So I've been lens hunting lately...quite a bit actually. I own a ton of Sony native glass and since I'm a big believer in adapting glass to my Sony mirrorless system, I've been adding Canon L glass to my cupboard so to speak.
I picked up the Canon 200mm f/2.8 about a month ago and really loved it from the start. For a 200mm it's light, easy to use, performs very well, and cranks out some KILLER shots. I was in love.
I then found out about the Holy Grail lens. The big boy. The one we've nicknamed as "Jaws" because it's a great big white shark of a lens. I already had the Canon 200mm f/2.8, so spending the money on "Jaws" was difficult to justify. Do I spend thousands of dollars just to get that tiny difference between f/1.8 and f/2.8?
I searched online and couldn't find any videos that showed the difference between the two lenses. I looked at countless pictures that the two lenses rendered looking for the subtle differences between the two. I still was a little hesitant.

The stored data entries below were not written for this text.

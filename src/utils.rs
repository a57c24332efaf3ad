use crate::Result;
use anyhow::Context;
use serde::de::DeserializeOwned;
use serde::Serialize;
use std::path::{Path, PathBuf};

/// Write a file.
pub(crate) async fn write(path: impl AsRef<Path>, contents: impl AsRef<[u8]>) -> Result<()> {
    let path = path.as_ref();
    tokio::fs::write(path, contents)
        .await
        .context(format!("Unable to write to {}", path.to_string_lossy()))
}

/// Read a file to a `String`.
pub(crate) async fn read(path: &Path) -> Result<String> {
    tokio::fs::read_to_string(path)
        .await
        .with_context(|| format!("Failed to read file at {}", path.display()))
}

/// Deserialize a JSON file into type `T`.
pub(crate) async fn deserialize<T>(path: &Path) -> Result<T>
where
    T: DeserializeOwned,
{
    let content = read(path).await?;
    serde_json::from_str(&content)
        .with_context(|| format!("Failed to parse JSON file at {}", path.display()))
}

/// Serialize `value` as pretty JSON into the file at `path`.
pub(crate) async fn serialize<T>(path: &Path, value: &T) -> Result<()>
where
    T: Serialize,
{
    let json = serde_json::to_string_pretty(value)
        .with_context(|| format!("Unable to serialize data for {}", path.display()))?;
    write(path, json).await
}

/// Create a directory and all of its parents.
pub(crate) async fn make_dir(p: &Path) -> Result<()> {
    tokio::fs::create_dir_all(p)
        .await
        .with_context(|| format!("Unable to create directory at {}", p.to_string_lossy()))
}

/// Resolve `p` to an absolute path with symlinks followed.
pub(crate) async fn canonicalize(p: &Path) -> Result<PathBuf> {
    tokio::fs::canonicalize(p)
        .await
        .with_context(|| format!("Unable to canonicalize the path {}", p.to_string_lossy()))
}

#[cfg(test)]
mod tests {
    use super::*;
    use tempfile::TempDir;

    #[tokio::test]
    async fn test_serialize_then_deserialize_file() {
        let dir = TempDir::new().unwrap();
        let path = dir.path().join("values.json");
        serialize(&path, &vec![1u32, 2, 3]).await.unwrap();
        let values: Vec<u32> = deserialize(&path).await.unwrap();
        assert_eq!(values, vec![1, 2, 3]);
    }

    #[tokio::test]
    async fn test_read_missing_file_has_path_in_error() {
        let dir = TempDir::new().unwrap();
        let path = dir.path().join("missing.json");
        let err = read(&path).await.unwrap_err();
        assert!(err.to_string().contains("missing.json"));
    }
}
//! Configuration file handling for spendboard.
//!
//! The configuration file is stored at `$SPENDBOARD_HOME/config.json`. It names the directory that
//! holds the expense, income and category files and the sizes of the dashboard lists.

use crate::analytics::DEFAULT_TOP_CATEGORIES;
use crate::api::{CATEGORIES_JSON, EXPENSES_JSON, INCOME_JSON};
use crate::dashboard::{DashboardSettings, DEFAULT_RECENT_LIMIT};
use crate::{utils, Result};
use anyhow::{bail, Context};
use serde::{Deserialize, Serialize};
use std::path::{Path, PathBuf};
use tracing::debug;

const APP_NAME: &str = "spendboard";
const CONFIG_VERSION: u8 = 1;
const CONFIG_JSON: &str = "config.json";
const DATA_DIR: &str = "data";

/// The `Config` object represents the configuration of the app. You instantiate it by providing
/// the path to `$SPENDBOARD_HOME` and from there it loads `$SPENDBOARD_HOME/config.json`. It
/// provides paths to the data files, which are either configured or expected in a certain location
/// within the home directory.
#[derive(Debug, Clone)]
pub struct Config {
    root: PathBuf,
    config_path: PathBuf,
    config_file: ConfigFile,
    data_dir: PathBuf,
}

impl Config {
    /// Creates the home directory and the data directory and:
    /// - Creates an initial `config.json` file with default settings, unless one exists
    /// - Creates empty `expenses.json`, `income.json` and `categories.json` files, unless they exist
    ///
    /// # Arguments
    /// - `dir` - The directory that will be the root of the home directory, e.g. `$HOME/spendboard`
    ///
    /// # Errors
    /// - Returns an error if any file operations fail.
    pub async fn create(dir: impl Into<PathBuf>) -> Result<Self> {
        // Create the directory if it does not exist
        let maybe_relative = dir.into();
        utils::make_dir(&maybe_relative)
            .await
            .context("Unable to create the spendboard home directory")?;
        let root = utils::canonicalize(&maybe_relative).await?;

        // Keep an existing config, otherwise write the defaults
        let config_path = root.join(CONFIG_JSON);
        let config_file = if config_path.is_file() {
            debug!("Keeping the existing config at {}", config_path.display());
            ConfigFile::load(&config_path).await?
        } else {
            let config_file = ConfigFile::default();
            config_file.save(&config_path).await?;
            config_file
        };

        let data_dir = resolve(&root, config_file.data_dir());
        utils::make_dir(&data_dir)
            .await
            .context("Unable to create the data directory")?;
        for name in [EXPENSES_JSON, INCOME_JSON, CATEGORIES_JSON] {
            let path = data_dir.join(name);
            if !path.is_file() {
                debug!("Creating empty data file {}", path.display());
                utils::write(&path, "[]").await?;
            }
        }

        Ok(Self {
            root,
            config_path,
            config_file,
            data_dir,
        })
    }

    /// This will
    /// - validate that the home directory exists and that the config file exists
    /// - load the config file
    /// - validate that the data directory exists
    /// - return the loaded configuration object
    pub async fn load(home: impl Into<PathBuf>) -> Result<Self> {
        let maybe_relative = home.into();
        let root = utils::canonicalize(&maybe_relative)
            .await
            .context("The spendboard home directory is missing, run 'spendboard init'")?;

        let config_path = root.join(CONFIG_JSON);
        if !config_path.is_file() {
            bail!("The config file is missing '{}'", config_path.display())
        }
        let config_file = ConfigFile::load(&config_path).await?;

        let data_dir = resolve(&root, config_file.data_dir());
        if !data_dir.is_dir() {
            bail!("The data directory is missing '{}'", data_dir.display())
        }

        Ok(Self {
            root,
            config_path,
            config_file,
            data_dir,
        })
    }

    pub fn root(&self) -> &Path {
        &self.root
    }

    pub fn config_path(&self) -> &Path {
        &self.config_path
    }

    /// The directory holding `expenses.json`, `income.json` and `categories.json`.
    pub fn data_dir(&self) -> &Path {
        &self.data_dir
    }

    pub fn dashboard_settings(&self) -> DashboardSettings {
        DashboardSettings {
            recent_limit: self.config_file.recent_activity_limit,
            top_categories_limit: self.config_file.top_categories_limit,
        }
    }

    pub fn top_categories_limit(&self) -> usize {
        self.config_file.top_categories_limit
    }
}

/// Returns `p` if it is absolute, otherwise `p` relative to `root`.
fn resolve(root: &Path, p: PathBuf) -> PathBuf {
    if p.is_absolute() {
        return p;
    }
    root.join(p)
}

fn default_recent_limit() -> usize {
    DEFAULT_RECENT_LIMIT
}

fn default_top_categories_limit() -> usize {
    DEFAULT_TOP_CATEGORIES
}

/// Represents the serialization and deserialization format of the configuration file.
///
/// Example configuration:
/// ```json
/// {
///   "app_name": "spendboard",
///   "config_version": 1,
///   "data_dir": "data",
///   "recent_activity_limit": 5,
///   "top_categories_limit": 5
/// }
/// ```
#[derive(Debug, Clone, Serialize, Deserialize, Eq, PartialEq)]
struct ConfigFile {
    /// Application name, should always be "spendboard"
    app_name: String,

    /// Configuration file version
    config_version: u8,

    /// Path to the data directory (optional, relative to the home directory or absolute)
    /// Defaults to $SPENDBOARD_HOME/data if not specified
    #[serde(default, skip_serializing_if = "Option::is_none")]
    data_dir: Option<PathBuf>,

    /// Number of recent expenses and income records on the dashboard
    #[serde(default = "default_recent_limit")]
    recent_activity_limit: usize,

    /// Number of categories in the dashboard's top categories chart
    #[serde(default = "default_top_categories_limit")]
    top_categories_limit: usize,
}

impl Default for ConfigFile {
    fn default() -> Self {
        Self {
            app_name: APP_NAME.to_string(),
            config_version: CONFIG_VERSION,
            data_dir: None,
            recent_activity_limit: DEFAULT_RECENT_LIMIT,
            top_categories_limit: DEFAULT_TOP_CATEGORIES,
        }
    }
}

impl ConfigFile {
    /// Loads a ConfigFile asynchronously from the specified path.
    ///
    /// # Errors
    /// Returns an error if the file cannot be read or parsed
    async fn load(path: impl AsRef<Path>) -> Result<Self> {
        let path = path.as_ref();
        let config: ConfigFile = utils::deserialize(path)
            .await
            .with_context(|| format!("Failed to load config file at {}", path.display()))?;

        anyhow::ensure!(
            config.app_name == APP_NAME,
            "Invalid app_name in config file: expected '{}', got '{}'",
            APP_NAME,
            config.app_name
        );

        Ok(config)
    }

    /// Saves the ConfigFile to the specified path.
    async fn save(&self, path: impl AsRef<Path>) -> Result<()> {
        utils::serialize(path.as_ref(), self)
            .await
            .context("Unable to write config file")
    }

    /// Gets the data directory path.
    ///
    /// If the path is relative, it should be interpreted as relative to the home directory.
    fn data_dir(&self) -> PathBuf {
        self.data_dir
            .clone()
            .unwrap_or_else(|| PathBuf::from(DATA_DIR))
    }
}

#[cfg(test)]
mod tests {
    use super::*;
    use tempfile::TempDir;

    #[tokio::test]
    async fn test_config_create() {
        let dir = TempDir::new().unwrap();
        let home_dir = dir.path().join("spendboard_home");

        let config = Config::create(&home_dir).await.unwrap();

        assert!(config.config_path().is_file());
        assert!(config.data_dir().is_dir());
        assert_eq!(config.data_dir(), config.root().join(DATA_DIR));
        for name in [EXPENSES_JSON, INCOME_JSON, CATEGORIES_JSON] {
            let content = utils::read(&config.data_dir().join(name)).await.unwrap();
            assert_eq!(content, "[]");
        }
        assert_eq!(config.dashboard_settings(), DashboardSettings::default());
    }

    #[tokio::test]
    async fn test_config_create_keeps_existing_files() {
        let dir = TempDir::new().unwrap();
        let config = Config::create(dir.path()).await.unwrap();
        let expenses = config.data_dir().join(EXPENSES_JSON);
        utils::write(&expenses, "[1]").await.unwrap();

        let again = Config::create(dir.path()).await.unwrap();
        assert_eq!(utils::read(&expenses).await.unwrap(), "[1]");
        assert_eq!(again.root(), config.root());
    }

    #[tokio::test]
    async fn test_config_load() {
        let dir = TempDir::new().unwrap();
        let created = Config::create(dir.path()).await.unwrap();
        let loaded = Config::load(dir.path()).await.unwrap();
        assert_eq!(created.data_dir(), loaded.data_dir());
        assert_eq!(created.config_file, loaded.config_file);
    }

    #[tokio::test]
    async fn test_config_load_missing_home() {
        let dir = TempDir::new().unwrap();
        assert!(Config::load(dir.path().join("nope")).await.is_err());
    }

    #[tokio::test]
    async fn test_config_load_missing_data_dir() {
        let dir = TempDir::new().unwrap();
        let config = Config::create(dir.path()).await.unwrap();
        tokio::fs::remove_dir_all(config.data_dir()).await.unwrap();
        let err = Config::load(dir.path()).await.unwrap_err();
        assert!(err.to_string().contains("data directory is missing"));
    }

    #[tokio::test]
    async fn test_config_file_load_with_minimal_config() {
        let temp_dir = TempDir::new().unwrap();
        let config_path = temp_dir.path().join(CONFIG_JSON);
        let json = r#"{ "app_name": "spendboard", "config_version": 1 }"#;
        utils::write(&config_path, json).await.unwrap();

        let config = ConfigFile::load(&config_path).await.unwrap();
        assert_eq!(config, ConfigFile::default());
        assert_eq!(config.data_dir(), PathBuf::from(DATA_DIR));
    }

    #[tokio::test]
    async fn test_config_file_custom_values() {
        let temp_dir = TempDir::new().unwrap();
        let elsewhere = temp_dir.path().join("elsewhere");
        utils::make_dir(&elsewhere).await.unwrap();
        let config_file = ConfigFile {
            data_dir: Some(elsewhere.clone()),
            recent_activity_limit: 3,
            top_categories_limit: 10,
            ..ConfigFile::default()
        };
        config_file
            .save(temp_dir.path().join(CONFIG_JSON))
            .await
            .unwrap();

        let config = Config::load(temp_dir.path()).await.unwrap();
        assert_eq!(config.data_dir(), elsewhere.as_path());
        assert_eq!(config.dashboard_settings().recent_limit, 3);
        assert_eq!(config.top_categories_limit(), 10);
    }

    #[tokio::test]
    async fn test_config_file_load_invalid_app_name() {
        let temp_dir = TempDir::new().unwrap();
        let config_path = temp_dir.path().join(CONFIG_JSON);
        let json = r#"{ "app_name": "wrong_app", "config_version": 1 }"#;
        utils::write(&config_path, json).await.unwrap();

        let result = ConfigFile::load(&config_path).await;
        assert!(result.is_err());
        assert!(result.unwrap_err().to_string().contains("Invalid app_name"));
    }

    #[test]
    fn test_config_file_serialization_omits_none_fields() {
        let json = serde_json::to_string(&ConfigFile::default()).unwrap();
        assert!(!json.contains("data_dir"));
        assert!(json.contains("\"top_categories_limit\":5"));
    }
}
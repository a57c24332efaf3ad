use crate::model::DateWindow;
use crate::Result;
use anyhow::Context;
use chrono::NaiveDate;
use serde::Serialize;

/// The three date windows the dashboard queries, all relative to one "today".
#[derive(Debug, Clone, Copy, Eq, PartialEq, Serialize)]
pub struct DashboardWindows {
    pub current_month: DateWindow,
    pub previous_month: DateWindow,
    pub current_year: DateWindow,
}

impl DashboardWindows {
    pub fn new(today: NaiveDate) -> Result<Self> {
        Ok(Self {
            current_month: DateWindow::month_of(today)
                .context("Unable to compute the current month")?,
            previous_month: DateWindow::previous_month_of(today)
                .context("Unable to compute the previous month")?,
            current_year: DateWindow::year_of(today)
                .context("Unable to compute the current year")?,
        })
    }
}
//! The dashboard: current month totals, yearly averages, a category breakdown, a short trend and
//! the latest activity, all computed in one pass from the records of three date windows.

mod inputs;
mod windows;

pub use inputs::{DashboardInputs, Fetch};
pub use windows::DashboardWindows;

use crate::analytics::{CategoryExpense, DEFAULT_TOP_CATEGORIES};
use crate::api::DataSource;
use crate::model::{Amount, Expense, ExpenseFilter, Income, IncomeFilter};
use chrono::NaiveDate;
use rust_decimal::Decimal;
use serde::{Deserialize, Serialize};
use tracing::{debug, error};

/// How many recent expenses and income records the dashboard lists by default.
pub const DEFAULT_RECENT_LIMIT: usize = 5;

/// Knobs for the lists on the dashboard.
#[derive(Debug, Clone, Copy, Eq, PartialEq, Serialize, Deserialize)]
pub struct DashboardSettings {
    pub recent_limit: usize,
    pub top_categories_limit: usize,
}

impl Default for DashboardSettings {
    fn default() -> Self {
        Self {
            recent_limit: DEFAULT_RECENT_LIMIT,
            top_categories_limit: DEFAULT_TOP_CATEGORIES,
        }
    }
}

/// Headline numbers. Totals and counts are for the current month; averages are over the months of
/// the current year that have records.
#[derive(Debug, Clone, Default, Eq, PartialEq, Serialize)]
pub struct DashboardStats {
    pub total_income: Amount,
    pub total_expenses: Amount,
    pub balance: Amount,
    pub savings_rate: Decimal,
    pub average_monthly_expenses: Amount,
    pub average_monthly_income: Amount,
    /// All categories, not only those used this month.
    pub categories_count: usize,
    pub expense_count: usize,
    pub income_count: usize,
}

/// One period on the trend chart.
#[derive(Debug, Clone, Eq, PartialEq, Serialize)]
pub struct TrendPoint {
    pub label: String,
    pub income: Amount,
    pub expenses: Amount,
    pub balance: Amount,
    /// True when the values are an approximation rather than totals of real records.
    pub estimated: bool,
}

impl TrendPoint {
    fn new(label: &str, income: Amount, expenses: Amount, estimated: bool) -> Self {
        Self {
            label: label.to_string(),
            income,
            expenses,
            balance: income - expenses,
            estimated,
        }
    }

    pub(crate) fn actual(label: &str, income: Amount, expenses: Amount) -> Self {
        Self::new(label, income, expenses, false)
    }

    pub(crate) fn estimated(label: &str, income: Amount, expenses: Amount) -> Self {
        Self::new(label, income, expenses, true)
    }
}

#[derive(Debug, Clone, Default, Eq, PartialEq, Serialize)]
pub struct DashboardChartData {
    pub expenses_by_category: Vec<CategoryExpense>,
    pub top_categories: Vec<CategoryExpense>,
    /// Oldest first.
    pub monthly_trend: Vec<TrendPoint>,
}

/// The latest records of the current month, newest first.
#[derive(Debug, Clone, Default, Eq, PartialEq, Serialize)]
pub struct RecentActivity {
    pub expenses: Vec<Expense>,
    pub income: Vec<Income>,
}

/// Everything the dashboard shows.
///
/// Either every section is filled in, or none is: while loading, and after an error, all numbers
/// are zero and all lists are empty.
#[derive(Debug, Clone, Default, Eq, PartialEq, Serialize)]
pub struct Dashboard {
    pub stats: DashboardStats,
    pub charts: DashboardChartData,
    pub activity: RecentActivity,
    pub is_loading: bool,
    #[serde(skip_serializing_if = "Option::is_none")]
    pub error: Option<String>,
}

impl Dashboard {
    /// The placeholder shown while queries are outstanding.
    pub fn loading() -> Self {
        Self {
            is_loading: true,
            ..Self::default()
        }
    }

    /// The placeholder shown after a query failed.
    pub fn failed(message: impl Into<String>) -> Self {
        Self {
            error: Some(message.into()),
            ..Self::default()
        }
    }

    /// True when the dashboard holds real numbers.
    pub fn is_ready(&self) -> bool {
        !self.is_loading && self.error.is_none()
    }
}

/// Queries `source` for the three windows around `today`, all at once, and composes the result.
///
/// This never returns an error; failures are reported through `Dashboard::error`.
pub async fn load_dashboard(
    source: &dyn DataSource,
    today: NaiveDate,
    settings: &DashboardSettings,
) -> Dashboard {
    let windows = match DashboardWindows::new(today) {
        Ok(windows) => windows,
        Err(e) => {
            error!("Unable to compute the dashboard windows for {today}: {e:#}");
            return Dashboard::failed(format!("{e:#}"));
        }
    };
    debug!(
        "Loading dashboard: month {}, previous month {}, year {}",
        windows.current_month, windows.previous_month, windows.current_year
    );

    let month_expenses = ExpenseFilter::in_window(windows.current_month);
    let month_income = IncomeFilter::in_window(windows.current_month);
    let previous_expenses = ExpenseFilter::in_window(windows.previous_month);
    let previous_income = IncomeFilter::in_window(windows.previous_month);
    let year_expenses = ExpenseFilter::in_window(windows.current_year);
    let year_income = IncomeFilter::in_window(windows.current_year);

    let (
        current_month_expenses,
        current_month_income,
        previous_month_expenses,
        previous_month_income,
        current_year_expenses,
        current_year_income,
        categories,
    ) = tokio::join!(
        source.expenses(&month_expenses),
        source.income(&month_income),
        source.expenses(&previous_expenses),
        source.income(&previous_income),
        source.expenses(&year_expenses),
        source.income(&year_income),
        source.categories(),
    );

    DashboardInputs {
        current_month_expenses: current_month_expenses.into(),
        current_month_income: current_month_income.into(),
        previous_month_expenses: previous_month_expenses.into(),
        previous_month_income: previous_month_income.into(),
        current_year_expenses: current_year_expenses.into(),
        current_year_income: current_year_income.into(),
        categories: categories.into(),
    }
    .compose(settings)
}
pub mod analytics;
pub mod api;
pub mod args;
pub mod commands;
mod config;
pub mod dashboard;
mod error;
pub mod model;
mod utils;


pub use api::Mode;
pub use config::Config;
pub use error::{Error, ErrorType, IntoResult, Result};
pub use model::Amount;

But then I put it out to my followers on my Facebook Group and I asked my Canon shooters what their thoughts were....well, they told me the Holy Grails lens (F/1.8) was indeed a legendary lens.
So I got it. I went up to San Francisco and did a shoot at the ruins of the Sutro Baths. I wanted to put out the information to the photography world that I couldn't find. I wanted to show them what I was searching for...and had to spend a LOT of money to find out. Was the difference in the background rendering between f/1.8 and f/2.8 really that much? Did it really make a difference int the shots?
Hell Yeah it did! If I'd never used the f/1.8 I'd still be madly in love with the performance of the f/2.8. But once you see the comparison between the two, it's pretty obvious that f/1.8 really does make a difference compared to f/2.8. Especially when you combine the compression factor of a 200mm lens.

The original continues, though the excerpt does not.